**Exercise material**
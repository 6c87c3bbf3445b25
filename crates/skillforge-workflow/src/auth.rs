use skillforge_exam::Verdict;
use skillforge_ledger::LedgerClient;
use skillforge_types::{Address, Course};

use crate::error::WorkflowError;

/// Capability level of an address with respect to one course.
///
/// Role determination is a capability check, not a type hierarchy: one
/// address can be owner of the platform, instructor of course A, and
/// student of course B at once.
#[derive(Clone, Copy, Debug, PartialEq, Eq)]
pub enum Role {
    Owner,
    Instructor,
    Student,
}

/// Resolve the acting address's role for a course.
pub async fn resolve_role(
    ledger: &dyn LedgerClient,
    acting: &Address,
    course: &Course,
) -> Result<Role, WorkflowError> {
    if *acting == ledger.owner().await? {
        return Ok(Role::Owner);
    }
    if *acting == course.instructor {
        return Ok(Role::Instructor);
    }
    Ok(Role::Student)
}

/// Authorization rule for certificate issuance.
///
/// The instructor of the course and the platform owner may always trigger
/// issuance. A student may self-serve only for their own address, and only
/// within an exam session that produced a verdict — whether that verdict
/// passed is the saga's exam-status check, not an authorization question.
pub async fn authorize_issuance(
    ledger: &dyn LedgerClient,
    acting: &Address,
    course: &Course,
    student: &Address,
    session_verdict: Option<&Verdict>,
) -> Result<(), WorkflowError> {
    match resolve_role(ledger, acting, course).await? {
        Role::Owner | Role::Instructor => Ok(()),
        Role::Student => {
            if acting == student && session_verdict.is_some() {
                Ok(())
            } else {
                Err(WorkflowError::Unauthorized(format!(
                    "{} may not issue a certificate for course {}",
                    acting, course.id
                )))
            }
        }
    }
}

**Exercise prompt**
For the string "acting", work out how many lines of the data contain it; answer with the number alone.

**Response below**
8